Violations quotidiennes des droits de l’homme
Le problème de l’Égypte, comme souvent dans la région, sera la mise en œuvre pratique du texte constitutionnel. Pour les militants des droits de l’homme, « au cours des sept derniers mois, l’Égypte a connu une série de graves atteintes aux droits humains et des violences d’État d’une ampleur sans précédent. Trois années ont passé, et l’exigence de dignité et de respect des droits humains portée par la “Révolution du 25 janvier” est bien loin de s’être réalisée. Plusieurs de ses acteurs principaux sont derrière les barreaux, et le climat ambiant est marqué par la répression et l’impunité », a déclaré dans un communiqué Hassiba Hadj Sahraoui, directrice adjointe du Programme Moyen-Orient et Afrique du Nord d’Amnesty International. « Des étudiants et militants laïques ont également été pris pour cible, ajoute l’ONG, le gouvernement souhaitant manifestement réprimer tous les dissidents, quelle que soit leur tendance politique. Les militants marquants de la « Révolution du 25 janvier » sont aujourd’hui en prison pour avoir osé préconiser l’obligation de rendre des comptes et défendre les droits humains.

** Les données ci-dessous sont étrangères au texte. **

use utoipa::OpenApi;

#[derive(OpenApi)]
#[openapi(
    paths(
        crate::api::contact::contact,
        crate::api::contact::demo_request,
        crate::api::payments::create_order,
        crate::api::payments::verify_payment,
        crate::api::popup::live_popup,
        crate::api::auth::login,
        crate::api::auth::create_admin
    ),
    components(
        schemas(
            crate::api::contact::ContactRequest,
            crate::api::contact::DemoRequestPayload,
            crate::api::payments::CreateOrderRequest,
            crate::api::payments::VerifyPaymentRequest,
            crate::api::auth::LoginRequest,
            crate::models::Order,
            crate::models::Lead,
            crate::models::DemoRequest,
            crate::models::PaymentStatus
        )
    ),
    tags(
        (name = "intake", description = "Order and demo-request intake"),
        (name = "payments", description = "Razorpay order creation and verification"),
        (name = "auth", description = "Admin authentication"),
        (name = "public", description = "Landing-page data")
    )
)]
pub struct ApiDoc;
// src/store/mongo.rs

use async_trait::async_trait;
use futures_util::TryStreamExt;
use mongodb::bson::doc;
use mongodb::options::{FindOptions, IndexOptions};
use mongodb::{Client, Collection, Database, IndexModel};

use super::{Result, Store};
use crate::models::{Admin, DemoRequest, Lead, Order};

/// MongoDB-backed store. Collection names (`orders`, `leads`,
/// `demorequests`, `admins`) are part of the deployed data layout and
/// must not change.
pub struct MongoStore {
    orders: Collection<Order>,
    leads: Collection<Lead>,
    demos: Collection<DemoRequest>,
    admins: Collection<Admin>,
}

impl MongoStore {
    pub async fn connect(uri: &str, database: &str) -> Result<Self> {
        let client = Client::with_uri_str(uri).await?;
        Ok(Self::new(&client.database(database)))
    }

    pub fn new(db: &Database) -> Self {
        Self {
            orders: db.collection::<Order>("orders"),
            leads: db.collection::<Lead>("leads"),
            demos: db.collection::<DemoRequest>("demorequests"),
            admins: db.collection::<Admin>("admins"),
        }
    }
}

#[async_trait]
impl Store for MongoStore {
    async fn init(&self) -> Result<()> {
        let order_id_index = IndexModel::builder()
            .keys(doc! { "orderId": 1 })
            .options(IndexOptions::builder().unique(true).build())
            .build();
        self.orders.create_index(order_id_index).await?;

        let admin_email_index = IndexModel::builder()
            .keys(doc! { "email": 1 })
            .options(IndexOptions::builder().unique(true).build())
            .build();
        self.admins.create_index(admin_email_index).await?;

        Ok(())
    }

    async fn insert_order(&self, order: &Order) -> Result<()> {
        self.orders.insert_one(order).await?;
        Ok(())
    }

    async fn list_orders(&self, limit: Option<i64>) -> Result<Vec<Order>> {
        let options = FindOptions::builder()
            .sort(doc! { "createdAt": -1 })
            .limit(limit)
            .build();
        let cursor = self.orders.find(doc! {}).with_options(options).await?;
        Ok(cursor.try_collect().await?)
    }

    async fn mark_order_paid(&self, order_id: &str, payment_id: &str) -> Result<bool> {
        let result = self
            .orders
            .update_one(
                doc! { "orderId": order_id },
                doc! { "$set": { "paymentStatus": "Paid", "razorpayPaymentId": payment_id } },
            )
            .await?;
        Ok(result.matched_count > 0)
    }

    async fn insert_lead(&self, lead: &Lead) -> Result<()> {
        self.leads.insert_one(lead).await?;
        Ok(())
    }

    async fn list_leads(&self, limit: Option<i64>) -> Result<Vec<Lead>> {
        let options = FindOptions::builder()
            .sort(doc! { "createdAt": -1 })
            .limit(limit)
            .build();
        let cursor = self.leads.find(doc! {}).with_options(options).await?;
        Ok(cursor.try_collect().await?)
    }

    async fn delete_lead(&self, id: &str) -> Result<bool> {
        let result = self.leads.delete_one(doc! { "id": id }).await?;
        Ok(result.deleted_count > 0)
    }

    async fn insert_demo_request(&self, demo: &DemoRequest) -> Result<()> {
        self.demos.insert_one(demo).await?;
        Ok(())
    }

    async fn list_demo_requests(&self, limit: Option<i64>) -> Result<Vec<DemoRequest>> {
        let options = FindOptions::builder()
            .sort(doc! { "createdAt": -1 })
            .limit(limit)
            .build();
        let cursor = self.demos.find(doc! {}).with_options(options).await?;
        Ok(cursor.try_collect().await?)
    }

    async fn find_admin(&self, email: &str) -> Result<Option<Admin>> {
        Ok(self.admins.find_one(doc! { "email": email }).await?)
    }

    async fn insert_admin(&self, admin: &Admin) -> Result<()> {
        self.admins.insert_one(admin).await?;
        Ok(())
    }
}
// src/api/contact.rs

use actix_web::{post, web, HttpResponse};
use serde::Deserialize;
use serde_json::json;
use utoipa::ToSchema;

use crate::config::AppConfig;
use crate::email::{send_detached, EmailMessage};
use crate::error::Result;
use crate::models::{DemoRequest, Lead, Order};
use crate::templates;
use crate::AppState;

#[derive(Debug, Deserialize, ToSchema)]
pub struct ContactRequest {
    pub name: String,
    pub email: String,
    pub phone: String,
    /// Some front-end revisions omit this field.
    #[serde(default)]
    pub message: String,
    pub plan: String,
    pub amount: f64,
}

/// Order intake: one Pending order, one lead, two notifications.
/// The notifications run detached; the response does not wait on them.
#[utoipa::path(
    post,
    path = "/contact",
    tag = "intake",
    request_body = ContactRequest,
    responses(
        (status = 200, description = "Order and lead recorded"),
        (status = 500, description = "Server error")
    )
)]
#[post("/contact")]
pub async fn contact(
    state: web::Data<AppState>,
    payload: web::Json<ContactRequest>,
) -> Result<HttpResponse> {
    let payload = payload.into_inner();

    let order = Order::new(
        payload.plan,
        payload.name,
        payload.email,
        payload.phone,
        payload.message,
        payload.amount,
    );
    state.store.insert_order(&order).await?;

    let lead = Lead::new(
        order.name.clone(),
        order.email.clone(),
        order.phone.clone(),
        order.plan.clone(),
        order.message.clone(),
    );
    state.store.insert_lead(&lead).await?;

    for message in order_notifications(&state.config, &order) {
        send_detached(state.mailer.clone(), message);
    }

    Ok(HttpResponse::Ok().json(json!({
        "success": true,
        "message": "Order Saved + Emails Sent Successfully ✅",
        "orderId": order.order_id
    })))
}

pub fn order_notifications(config: &AppConfig, order: &Order) -> [EmailMessage; 2] {
    [
        EmailMessage {
            to: config.admin_email.clone(),
            subject: format!("📩 New Order Received - {}", order.order_id),
            html: templates::order_admin(
                &order.name,
                &order.email,
                &order.phone,
                &order.plan,
                order.amount,
                &order.order_id,
            ),
            from_name: "AVX Website".to_string(),
        },
        EmailMessage {
            to: order.email.clone(),
            subject: format!("✅ Order Confirmed - {}", order.order_id),
            html: templates::order_client(&order.name, &order.plan, order.amount, &order.order_id),
            from_name: "AVX Web Services".to_string(),
        },
    ]
}

#[derive(Debug, Deserialize, ToSchema)]
pub struct DemoRequestPayload {
    pub name: String,
    pub phone: String,
    pub business: String,
    #[serde(rename = "type")]
    pub kind: String,
    pub requirement: String,
}

#[utoipa::path(
    post,
    path = "/demo-request",
    tag = "intake",
    request_body = DemoRequestPayload,
    responses(
        (status = 200, description = "Demo request recorded"),
        (status = 500, description = "Server error")
    )
)]
#[post("/demo-request")]
pub async fn demo_request(
    state: web::Data<AppState>,
    payload: web::Json<DemoRequestPayload>,
) -> Result<HttpResponse> {
    let payload = payload.into_inner();

    let demo = DemoRequest::new(
        payload.name,
        payload.phone,
        payload.business,
        payload.kind,
        payload.requirement,
    );
    state.store.insert_demo_request(&demo).await?;

    // The form collects no submitter email, so only the operator is told.
    send_detached(
        state.mailer.clone(),
        EmailMessage {
            to: state.config.admin_email.clone(),
            subject: format!("🎁 New Demo Request - {}", demo.name),
            html: templates::demo_alert(&demo.name, &demo.business),
            from_name: "AVX Website".to_string(),
        },
    );

    Ok(HttpResponse::Ok().json(json!({
        "success": true,
        "message": "Demo Request Saved ✅"
    })))
}

#[cfg(test)]
mod tests {
    use super::*;

    fn test_config() -> AppConfig {
        AppConfig {
            host: "127.0.0.1".into(),
            port: 0,
            mongo_uri: "mongodb://localhost".into(),
            mongo_db: "avx".into(),
            session_secret: "secret".into(),
            admin_email: "owner@avx.example".into(),
            admin_pass: "pass".into(),
            cookie_secure: false,
            razorpay_key: "rzp_test_key".into(),
            razorpay_secret: "rzp_test_secret".into(),
            email_enabled: true,
            email_api_key: "relay-key".into(),
            email_from: "noreply@avx.example".into(),
            email_api_url: None,
            cors_origin: None,
            rate_limit_window_secs: 60,
            rate_limit_max: 20,
        }
    }

    #[test]
    fn notifications_cover_operator_and_client() {
        let config = test_config();
        let order = Order::new(
            "Business".into(),
            "Asha".into(),
            "asha@example.com".into(),
            "917700000000".into(),
            "need a site".into(),
            4999.0,
        );

        let [to_admin, to_client] = order_notifications(&config, &order);

        assert_eq!(to_admin.to, "owner@avx.example");
        assert_eq!(
            to_admin.subject,
            format!("📩 New Order Received - {}", order.order_id)
        );
        assert_eq!(to_admin.from_name, "AVX Website");
        assert!(to_admin.html.contains("asha@example.com"));

        assert_eq!(to_client.to, "asha@example.com");
        assert_eq!(
            to_client.subject,
            format!("✅ Order Confirmed - {}", order.order_id)
        );
        assert_eq!(to_client.from_name, "AVX Web Services");
        assert!(to_client.html.contains(&order.order_id));
    }
}
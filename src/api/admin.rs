// src/api/admin.rs
//
// Handlers behind the AdminAuth scope.

use actix_web::{delete, get, web, HttpResponse};
use serde_json::json;

use crate::email::EmailMessage;
use crate::error::{ApiError, Result};
use crate::AppState;

#[get("/orders")]
pub async fn list_orders(state: web::Data<AppState>) -> Result<HttpResponse> {
    let orders = state.store.list_orders(None).await?;
    Ok(HttpResponse::Ok().json(orders))
}

#[get("/leads")]
pub async fn list_leads(state: web::Data<AppState>) -> Result<HttpResponse> {
    let leads = state.store.list_leads(None).await?;
    Ok(HttpResponse::Ok().json(leads))
}

#[get("/demo")]
pub async fn list_demo_requests(state: web::Data<AppState>) -> Result<HttpResponse> {
    let demos = state.store.list_demo_requests(None).await?;
    Ok(HttpResponse::Ok().json(demos))
}

#[delete("/delete-lead/{id}")]
pub async fn delete_lead(
    state: web::Data<AppState>,
    path: web::Path<String>,
) -> Result<HttpResponse> {
    let id = path.into_inner();
    let deleted = state.store.delete_lead(&id).await?;
    if !deleted {
        return Err(ApiError::LeadNotFound);
    }
    Ok(HttpResponse::Ok().json(json!({ "success": true })))
}

/// Relay health check; sends synchronously so the outcome is real.
#[get("/test-email")]
pub async fn test_email(state: web::Data<AppState>) -> Result<HttpResponse> {
    let message = EmailMessage {
        to: state.config.admin_email.clone(),
        subject: "✅ AVX Email System Working".to_string(),
        html: "Congratulations! Your email system is working 🚀".to_string(),
        from_name: "AVX Web Services".to_string(),
    };
    state.mailer.send(&message).await?;
    Ok(HttpResponse::Ok().body("✅ Email Sent Successfully!"))
}
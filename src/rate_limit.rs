// src/rate_limit.rs

use actix_web::body::{EitherBody, MessageBody};
use actix_web::dev::{Service, ServiceRequest, ServiceResponse, Transform};
use actix_web::{Error, ResponseError};
use futures_util::future::{ready, LocalBoxFuture, Ready};
use std::collections::HashMap;
use std::sync::{Arc, Mutex};
use std::task::{Context, Poll};
use std::time::{Duration, Instant};

use crate::error::ApiError;

/// Above this many tracked callers, stale entries are swept on the next
/// check so the map cannot grow without bound.
const SWEEP_THRESHOLD: usize = 1024;

struct WindowSlot {
    started: Instant,
    count: u32,
}

/// Fixed-window counter per caller key. Counts reset when a key's window
/// elapses; there is no smoothing across the boundary.
pub struct FixedWindow {
    window: Duration,
    max: u32,
    state: Mutex<HashMap<String, WindowSlot>>,
}

impl FixedWindow {
    pub fn new(window: Duration, max: u32) -> Self {
        Self {
            window,
            max,
            state: Mutex::new(HashMap::new()),
        }
    }

    pub fn allow(&self, key: &str) -> bool {
        self.allow_at(key, Instant::now())
    }

    pub fn allow_at(&self, key: &str, now: Instant) -> bool {
        let mut state = self.state.lock().unwrap_or_else(|e| e.into_inner());

        if state.len() > SWEEP_THRESHOLD {
            let window = self.window;
            state.retain(|_, slot| now.duration_since(slot.started) < window);
        }

        let slot = state.entry(key.to_string()).or_insert(WindowSlot {
            started: now,
            count: 0,
        });

        if now.duration_since(slot.started) >= self.window {
            slot.started = now;
            slot.count = 0;
        }

        if slot.count < self.max {
            slot.count += 1;
            true
        } else {
            false
        }
    }
}

/// Global limiter middleware; keys by peer IP and answers excess requests
/// with a uniform 429.
#[derive(Clone)]
pub struct RateLimit {
    window: Arc<FixedWindow>,
}

impl RateLimit {
    pub fn new(window: Arc<FixedWindow>) -> Self {
        Self { window }
    }
}

impl<S, B> Transform<S, ServiceRequest> for RateLimit
where
    S: Service<ServiceRequest, Response = ServiceResponse<B>, Error = Error> + 'static,
    B: MessageBody + 'static,
{
    type Response = ServiceResponse<EitherBody<B>>;
    type Error = Error;
    type Transform = RateLimitInner<S>;
    type InitError = ();
    type Future = Ready<Result<Self::Transform, Self::InitError>>;

    fn new_transform(&self, service: S) -> Self::Future {
        ready(Ok(RateLimitInner {
            service,
            window: self.window.clone(),
        }))
    }
}

pub struct RateLimitInner<S> {
    service: S,
    window: Arc<FixedWindow>,
}

impl<S, B> Service<ServiceRequest> for RateLimitInner<S>
where
    S: Service<ServiceRequest, Response = ServiceResponse<B>, Error = Error> + 'static,
    B: MessageBody + 'static,
{
    type Response = ServiceResponse<EitherBody<B>>;
    type Error = Error;
    type Future = LocalBoxFuture<'static, Result<Self::Response, Self::Error>>;

    fn poll_ready(&self, cx: &mut Context<'_>) -> Poll<Result<(), Self::Error>> {
        self.service.poll_ready(cx)
    }

    fn call(&self, req: ServiceRequest) -> Self::Future {
        let key = req
            .peer_addr()
            .map(|addr| addr.ip().to_string())
            .unwrap_or_else(|| "unknown".to_string());

        if self.window.allow(&key) {
            let fut = self.service.call(req);
            Box::pin(async move { Ok(fut.await?.map_into_left_body()) })
        } else {
            let response = ApiError::RateLimited.error_response().map_into_right_body();
            Box::pin(async move { Ok(req.into_response(response)) })
        }
    }
}

#[cfg(test)]
mod tests {
    use super::*;

    #[test]
    fn allows_up_to_the_ceiling_then_blocks() {
        let window = FixedWindow::new(Duration::from_secs(60), 3);
        let now = Instant::now();
        assert!(window.allow_at("10.0.0.1", now));
        assert!(window.allow_at("10.0.0.1", now));
        assert!(window.allow_at("10.0.0.1", now));
        assert!(!window.allow_at("10.0.0.1", now));
    }

    #[test]
    fn callers_are_counted_independently() {
        let window = FixedWindow::new(Duration::from_secs(60), 1);
        let now = Instant::now();
        assert!(window.allow_at("10.0.0.1", now));
        assert!(!window.allow_at("10.0.0.1", now));
        assert!(window.allow_at("10.0.0.2", now));
    }

    #[test]
    fn window_rollover_resets_the_count() {
        let window = FixedWindow::new(Duration::from_secs(60), 2);
        let start = Instant::now();
        assert!(window.allow_at("10.0.0.1", start));
        assert!(window.allow_at("10.0.0.1", start));
        assert!(!window.allow_at("10.0.0.1", start));

        let later = start + Duration::from_secs(60);
        assert!(window.allow_at("10.0.0.1", later));
        assert!(window.allow_at("10.0.0.1", later));
        assert!(!window.allow_at("10.0.0.1", later));
    }

    #[test]
    fn requests_inside_the_window_share_one_count() {
        let window = FixedWindow::new(Duration::from_secs(60), 2);
        let start = Instant::now();
        assert!(window.allow_at("10.0.0.1", start));
        assert!(window.allow_at("10.0.0.1", start + Duration::from_secs(59)));
        assert!(!window.allow_at("10.0.0.1", start + Duration::from_secs(59)));
    }
}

Une nouvelle loi qui impose des restrictions aux manifestations et rassemblements publics vient d’être adoptée, ce qui met en péril la liberté de réunion et autorise les forces de sécurité à faire usage d’une force excessive contre des manifestants pacifiques », conclut l’organisation.
Cette démocratie ne serait donc que de papier ? Ce sera l’un des défis majeurs de la nouvelle Égypte : pour respecter les nouveaux articles constitutionnels, il va falloir mettre fin aux violences quotidiennes, accepter les points de vue divergents.
Une armée impériale
Si elle est libérale dans son esprit, cette nouvelle démocratie repose clairement sur l’armée. L’ultime garant – aujourd’hui et pour longtemps encore peut-on craindre, de la liberté des Égyptiens, c’est l’armée, là où, en Europe occidentale, on lui réserverait ce rôle aux seules périodes de crises les plus graves. Dans la normalité démocratique, là où l’État garantirait les libertés, on a l’impression que c’est l’armée qui servirait de dernier, mais aussi de premier rempart. Et la nouvelle Constitution égyptienne n’y déroge pas en laissant aux plus hauts gradés de l’armée le soin de nommer le ministre de la Défense. De même, le budget de l’armée est sanctuarisé et les civils ne peuvent le connaître ni le contrôler.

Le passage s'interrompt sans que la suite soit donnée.